I’ll bet you didn’t expect that one from a kitchen pro, did you!?! One of the hats I wear as an independent designer is to provide a “reality check” perspective. This mistake was more in evidence during the past few years than in today’s housing climate, but I still come across part-time cooks who want $10,000 pro ranges. (Do you really need all those BTUs?) In general, a $300,000 house does not warrant a $100,000 kitchen, unless its lived in by a professional caterer or chef, or a really serious hobby cook.
While statistic show that kitchen remodels return more of their investment cost than almost any other home project, this does not hold true if you dramatically over-spend. Think in terms of a 10- to 25-percent investment level relative to what you could realistically sell your home for in today’s market, (if you’re ready to start your remodel), not yesterday’s (wistful) or tomorrow’s (hopeful).
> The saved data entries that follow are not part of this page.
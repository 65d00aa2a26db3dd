//! Error types for Slotkeeper
//!
//! Gateways raise raw failures; the cache lifecycle classifies them into the
//! taxonomy exposed by [`ErrorKind`] and attaches a human-readable reason:
//! - `Timeout`: an operation exceeded its budget
//! - `NotFound`: a blob or slot is missing
//! - `Invalid`: a saved blob failed validation and was removed
//! - `BackendUnavailable`: generic network or server failure
//! - `Cancelled`: operator cancellation (preload only)

mod constructors;
mod conversions;
mod types;
mod user_messages;

pub use types::{ErrorKind, SlotkeeperError, SlotkeeperResult};
pub use user_messages::{ErrorCategory, UserFriendlyError};
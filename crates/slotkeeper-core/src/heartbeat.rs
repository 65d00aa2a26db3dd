//! Idle keepalive
//!
//! Sends a trivial generation at a fixed period so the backend does not
//! unload the model. A tick is skipped while a generation or a preload batch
//! is running, or while the backend reports a busy slot.
//!
//! The request is always pinned. A free slot is used when there is one;
//! otherwise an occupant with no unsaved messages gives up its warm cache
//! and is restored from its blob on its next generation.

use crate::activity::ActivityState;
use crate::config::{SlotkeeperConfig, timeouts};
use crate::engine::{GenerationEngine, GenerationRequest};
use crate::error::{ErrorKind, SlotkeeperError};
use crate::gateway::SlotBackend;
use crate::notify::Notices;
use crate::pool::{GenerationKind, SharedSlotPool};
use std::sync::Arc;
use std::time::Duration;
use tokio::time::MissedTickBehavior;
use tokio_util::sync::CancellationToken;
use tracing::{debug, info, warn};

#[derive(Debug, Clone, Copy, PartialEq, Eq)]
pub enum SkipReason {
    Generating,
    Preloading,
    BackendBusy,
    /// Every slot holds unsaved messages
    NoSpareSlot,
}

#[derive(Debug)]
pub enum HeartbeatTick {
    Sent { slot: usize },
    Skipped(SkipReason),
    Failed(SlotkeeperError),
}

pub struct HeartbeatScheduler {
    engine: Arc<dyn GenerationEngine>,
    backend: Arc<dyn SlotBackend>,
    pool: SharedSlotPool,
    activity: Arc<ActivityState>,
    notices: Notices,
    interval: Duration,
    prompt: String,
    budget: Duration,
}

impl HeartbeatScheduler {
    /// `None` when the heartbeat is disabled in `config`
    pub fn from_config(
        config: &SlotkeeperConfig,
        engine: Arc<dyn GenerationEngine>,
        backend: Arc<dyn SlotBackend>,
        pool: SharedSlotPool,
        activity: Arc<ActivityState>,
        notices: Notices,
    ) -> Option<Self> {
        let interval = config.heartbeat_interval()?;
        Some(Self {
            engine,
            backend,
            pool,
            activity,
            notices,
            interval,
            prompt: config.generation.heartbeat_prompt.clone(),
            budget: timeouts::generation::heartbeat_timeout(),
        })
    }

    pub fn interval(&self) -> Duration {
        self.interval
    }

    /// Run one heartbeat attempt
    pub async fn tick(&self) -> HeartbeatTick {
        if self.activity.is_preloading() {
            return HeartbeatTick::Skipped(SkipReason::Preloading);
        }
        if self.activity.is_generating() {
            return HeartbeatTick::Skipped(SkipReason::Generating);
        }

        match self.backend.slots().await {
            Ok(slots) if slots.iter().any(|s| s.is_processing) => {
                return HeartbeatTick::Skipped(SkipReason::BackendBusy);
            }
            Ok(_) => {}
            // A slow slot report means the server is busy generating.
            Err(e) if e.kind() == ErrorKind::Timeout => {
                debug!(error = %e, "slot info timed out, skipping heartbeat");
                return HeartbeatTick::Skipped(SkipReason::BackendBusy);
            }
            Err(e) => {
                debug!(error = %e, "slot info unavailable, sending heartbeat anyway");
            }
        }

        let slot = {
            let mut pool = self.pool.lock();
            match pool.slots().iter().position(|s| s.is_free()) {
                Some(free) => free,
                None => {
                    let Some(spare) = pool.slots().iter().position(|s| s.usage() == 0) else {
                        return HeartbeatTick::Skipped(SkipReason::NoSpareSlot);
                    };
                    pool.set_cache_loaded(spare, false);
                    debug!(slot = spare, "no free slot, heartbeat overwrites a saved cache");
                    spare
                }
            }
        };
        let request = GenerationRequest {
            participant: None,
            slot: Some(slot),
            prompt: self.prompt.clone(),
            max_tokens: 1,
            kind: GenerationKind::Quiet,
        };

        match tokio::time::timeout(self.budget, self.engine.generate(request)).await {
            Ok(Ok(_)) => {
                debug!(slot, "heartbeat sent");
                HeartbeatTick::Sent { slot }
            }
            Ok(Err(e)) => self.failed(e),
            Err(_) => {
                if let Err(e) = self.engine.stop().await {
                    debug!(error = %e, "engine stop failed");
                }
                self.failed(SlotkeeperError::timeout("Heartbeat", self.budget.as_secs()))
            }
        }
    }

    fn failed(&self, error: SlotkeeperError) -> HeartbeatTick {
        warn!(error = %error, "heartbeat failed");
        self.notices.warn(&format!("Heartbeat failed: {}", error));
        HeartbeatTick::Failed(error)
    }

    /// Tick every interval until cancelled; returns the number of heartbeats sent
    pub async fn run(&self, cancel: CancellationToken) -> usize {
        let mut ticker = tokio::time::interval(self.interval);
        ticker.set_missed_tick_behavior(MissedTickBehavior::Delay);
        // The first tick completes immediately.
        ticker.tick().await;

        info!(interval = ?self.interval, "heartbeat started");
        let mut sent = 0;
        loop {
            tokio::select! {
                _ = cancel.cancelled() => break,
                _ = ticker.tick() => {
                    match self.tick().await {
                        HeartbeatTick::Sent { .. } => sent += 1,
                        HeartbeatTick::Skipped(reason) => debug!(?reason, "heartbeat skipped"),
                        HeartbeatTick::Failed(_) => {}
                    }
                }
            }
        }
        info!(sent, "heartbeat stopped");
        sent
    }
}

#[cfg(test)]
mod tests {
    use super::*;
    use crate::engine::{GenerationOutput, MockGenerationEngine};
    use crate::pool::{ParticipantId, SlotPool};
    use crate::testing::{FakeBlobStore, FakeSlotBackend};
    use std::collections::HashSet;

    fn config(seconds: u64) -> SlotkeeperConfig {
        SlotkeeperConfig {
            heartbeat: seconds,
            ..Default::default()
        }
    }

    fn scheduler(
        engine: MockGenerationEngine,
        backend: Arc<FakeSlotBackend>,
        pool: SharedSlotPool,
        activity: Arc<ActivityState>,
    ) -> HeartbeatScheduler {
        HeartbeatScheduler::from_config(
            &config(30),
            Arc::new(engine),
            backend,
            pool,
            activity,
            Notices::silent(),
        )
        .expect("heartbeat enabled")
    }

    fn backend(slots: usize) -> Arc<FakeSlotBackend> {
        Arc::new(FakeSlotBackend::new(Arc::new(FakeBlobStore::default()), slots))
    }

    #[test]
    fn test_disabled_when_zero() {
        let scheduler = HeartbeatScheduler::from_config(
            &config(0),
            Arc::new(MockGenerationEngine::new()),
            backend(1),
            SlotPool::shared(1),
            ActivityState::new(),
            Notices::silent(),
        );
        assert!(scheduler.is_none());
    }

    #[tokio::test]
    async fn test_skips_while_generating_or_preloading() {
        let mut engine = MockGenerationEngine::new();
        engine.expect_generate().never();
        let activity = ActivityState::new();
        let hb = scheduler(engine, backend(2), SlotPool::shared(2), activity.clone());

        activity.begin_generation();
        assert!(matches!(hb.tick().await, HeartbeatTick::Skipped(SkipReason::Generating)));
        activity.end_generation();

        let _guard = activity.start_preload().unwrap();
        assert!(matches!(hb.tick().await, HeartbeatTick::Skipped(SkipReason::Preloading)));
    }

    #[tokio::test]
    async fn test_skips_when_backend_busy_or_slow() {
        let mut engine = MockGenerationEngine::new();
        engine.expect_generate().never();
        let backend = backend(2);
        let hb = scheduler(engine, backend.clone(), SlotPool::shared(2), ActivityState::new());

        backend.set_processing(1, true);
        assert!(matches!(hb.tick().await, HeartbeatTick::Skipped(SkipReason::BackendBusy)));

        backend.set_processing(1, false);
        backend.fail_slots(Some(SlotkeeperError::timeout("Reading slots", 5)));
        assert!(matches!(hb.tick().await, HeartbeatTick::Skipped(SkipReason::BackendBusy)));
    }

    #[tokio::test]
    async fn test_targets_free_slot() {
        let mut engine = MockGenerationEngine::new();
        engine
            .expect_generate()
            .withf(|request| request.slot == Some(1) && request.max_tokens == 1)
            .times(1)
            .returning(|_| Ok(GenerationOutput::default()));
        let pool = SlotPool::shared(2);
        pool.lock()
            .acquire_unsaved(&ParticipantId::new("A"), &HashSet::new())
            .unwrap();
        let hb = scheduler(engine, backend(2), pool, ActivityState::new());

        assert!(matches!(hb.tick().await, HeartbeatTick::Sent { slot: 1 }));
    }

    #[tokio::test]
    async fn test_full_pool_uses_idle_occupant_and_marks_it_cold() {
        let mut engine = MockGenerationEngine::new();
        engine
            .expect_generate()
            .withf(|request| request.slot == Some(1))
            .times(1)
            .returning(|_| Ok(GenerationOutput::default()));
        let pool = SlotPool::shared(2);
        {
            let mut pool = pool.lock();
            pool.assign_in_order(&[ParticipantId::new("A"), ParticipantId::new("B")]);
            pool.set_cache_loaded(0, true);
            pool.set_cache_loaded(1, true);
            pool.increment_usage(0);
        }
        let hb = scheduler(engine, backend(2), pool.clone(), ActivityState::new());

        assert!(matches!(hb.tick().await, HeartbeatTick::Sent { slot: 1 }));
        let pool = pool.lock();
        assert!(pool.slot(0).unwrap().cache_loaded());
        assert!(!pool.slot(1).unwrap().cache_loaded());
    }

    #[tokio::test]
    async fn test_full_pool_with_unsaved_work_everywhere_is_skipped() {
        let mut engine = MockGenerationEngine::new();
        engine.expect_generate().never();
        let pool = SlotPool::shared(2);
        {
            let mut pool = pool.lock();
            pool.assign_in_order(&[ParticipantId::new("A"), ParticipantId::new("B")]);
            pool.increment_usage(0);
            pool.increment_usage(1);
        }
        let hb = scheduler(engine, backend(2), pool, ActivityState::new());

        assert!(matches!(
            hb.tick().await,
            HeartbeatTick::Skipped(SkipReason::NoSpareSlot)
        ));
    }

    #[tokio::test]
    async fn test_failure_is_reported() {
        let mut engine = MockGenerationEngine::new();
        engine
            .expect_generate()
            .times(1)
            .returning(|_| Err(SlotkeeperError::backend("model unloaded")));
        let hb = scheduler(engine, backend(1), SlotPool::shared(1), ActivityState::new());

        assert!(matches!(hb.tick().await, HeartbeatTick::Failed(_)));
    }

    #[tokio::test(start_paused = true)]
    async fn test_run_ticks_until_cancelled() {
        let mut engine = MockGenerationEngine::new();
        engine
            .expect_generate()
            .times(3)
            .returning(|_| Ok(GenerationOutput::default()));
        let hb = scheduler(engine, backend(1), SlotPool::shared(1), ActivityState::new());
        let cancel = CancellationToken::new();

        let stopper = {
            let cancel = cancel.clone();
            tokio::spawn(async move {
                tokio::time::sleep(Duration::from_secs(100)).await;
                cancel.cancel();
            })
        };
        let sent = hb.run(cancel).await;
        stopper.await.unwrap();
        assert_eq!(sent, 3);
    }
}
//! CLI command implementations

pub mod cache;
pub mod config;
pub mod heartbeat;
pub mod preload;
pub mod slots;

use crate::console::{CliConsole, ConsoleNotifier};
use slotkeeper_core::pool::AcquirePlan;
use slotkeeper_core::{ParticipantId, SlotManager, SlotkeeperConfig, SlotkeeperError, SlotkeeperResult};
use std::sync::Arc;

/// Connect to the configured servers and size the pool
pub async fn connect(config: SlotkeeperConfig, console: CliConsole) -> SlotkeeperResult<SlotManager> {
    let manager = SlotManager::connect(config, Arc::new(ConsoleNotifier::new(console)))?;
    let slots = manager.initialize().await;
    console.detail(&format!("Pool sized to {} slots", slots));
    Ok(manager)
}

/// Seat `participant` in `slot` of a fresh pool so lifecycle updates apply to it
pub(crate) fn seat(manager: &SlotManager, participant: &ParticipantId, slot: usize) -> SlotkeeperResult<()> {
    let mut pool = manager.pool().lock();
    if slot >= pool.len() {
        return Err(SlotkeeperError::invalid_input_field(
            format!("slot {} does not exist (server has {})", slot, pool.len()),
            "slot",
        ));
    }
    if pool.occupy(&AcquirePlan::Free(slot), participant) {
        Ok(())
    } else {
        Err(SlotkeeperError::invalid_input_field(
            format!("slot {} is already taken", slot),
            "slot",
        ))
    }
}
//! Usage counting and periodic saves
//!
//! Each completed generation counts against its slot. Only normal
//! generations count, except that the first message on a fresh slot always
//! does so that a new occupant gets saved eventually. Once the count reaches
//! the interval the slot is saved; a successful save resets the count.

use crate::error::SlotkeeperError;
use crate::lifecycle::{CacheLifecycle, SavedCache};
use crate::pool::{GenerationKind, ParticipantId, SlotPool};
use tracing::{debug, info};

#[derive(Debug)]
pub enum AutosaveOutcome {
    /// The participant holds no slot
    NoSlot,
    /// Usage recorded, no save due
    Counted { slot: usize, usage: u32 },
    Saved { slot: usize, saved: Box<SavedCache> },
    /// The save failed; usage stays so the next message retries
    SaveFailed {
        slot: usize,
        usage: u32,
        error: SlotkeeperError,
    },
}

#[derive(Debug, Clone, Copy)]
pub struct AutosaveScheduler {
    interval: u32,
}

impl AutosaveScheduler {
    pub fn new(interval: u32) -> Self {
        Self {
            interval: interval.max(1),
        }
    }

    pub fn interval(&self) -> u32 {
        self.interval
    }

    /// Count the message against `slot` and report whether a save is due.
    ///
    /// Consumes the slot's pending generation kind.
    pub fn record(&self, pool: &mut SlotPool, slot: usize) -> Option<(u32, bool)> {
        let current = pool.slot(slot).filter(|s| !s.is_free())?.usage();
        let kind = pool.take_pending_generation(slot);

        let counts = matches!(kind, Some(GenerationKind::Normal)) || current == 0;
        let usage = if counts {
            pool.increment_usage(slot)?
        } else {
            current
        };
        Some((usage, usage >= self.interval))
    }

    /// Handle a received message for `participant` in `chat_id`
    pub async fn on_message_received(
        &self,
        lifecycle: &CacheLifecycle,
        chat_id: &str,
        participant: &ParticipantId,
    ) -> AutosaveOutcome {
        let recorded = {
            let mut pool = lifecycle.pool().lock();
            pool.find_by_participant(participant)
                .and_then(|slot| self.record(&mut pool, slot).map(|r| (slot, r)))
        };
        let Some((slot, (usage, due))) = recorded else {
            debug!(participant = %participant, "message from participant without a slot");
            return AutosaveOutcome::NoSlot;
        };

        if !due {
            debug!(slot, usage, interval = self.interval, "usage recorded");
            return AutosaveOutcome::Counted { slot, usage };
        }

        info!(slot, participant = %participant, usage, "autosave due");
        match lifecycle
            .save_character_cache(chat_id, participant, slot, None)
            .await
        {
            Ok(saved) => AutosaveOutcome::Saved {
                slot,
                saved: Box::new(saved),
            },
            Err(error) => AutosaveOutcome::SaveFailed { slot, usage, error },
        }
    }
}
If your home is at the starter/entry level of your market, stay closer to the 10% spending level. (Yes, that’s going to limit your material choices, but work with a local pro to get the best bang for your housing buck!) At the middle of your market, stay in the middle of that 10- to 25-percent scale. At the luxury end, you can freely venture into the 25% range if you wish. Finally, consult some real estate experts in your area to advise you on what you should be spending relative to your home’s value and community norms.
Almost every home being built today has an open layout that puts your kitchen on display to your great room, dining area and other nearby public spaces. This calls for a higher level of design integration — what I call “Open Plan Design” — than most older home’s closed-off kitchens. This means that the cabinetry finishes and styles, the countertops and even appliances need to work visually with your other nearby furnishings.
So… while you may adore a Tuscan or French country look, think hard about whether this style will work with your adjacent rooms and the architecture of your home. (If you’ve ever had friends who bought the kitchen of their dreams, only to have the rest of their space look dreadful afterward, they might have succumbed to micro vision.)
Here are some tips to avoid this mistake yourself. Consider the home’s door and window casings — or lack thereof — along with any fireplace surrounds, open archways and crown molding to “reality check” yourself on whether the look you desire will look out of place in your home. Also consider those cherished family heirloom furniture pieces and high-value, large-scale furniture pieces that you’re planning to keep after the remodel to ensure that what you’re putting in the kitchen will look great in the same open space. (You don’t need to get all matchy-matchy, but you will want to coordinate.) I’ve had clients bring a drawer or chair from their prized set to the cabinet selection room. You might try this, as well.
This relates to Mistake #2, but it goes far beyond… And can be much more costly. Don’t choose a look for your kitchen based on its current, most-likely fleeting popularity, (remember Memphis in the 80s?), but on how long you personally have loved similar styles and how successfully it works with all your other major, lasting, much-loved purchases.
You may have the budget for frequent remodels, but I doubt if you have the stomach for them.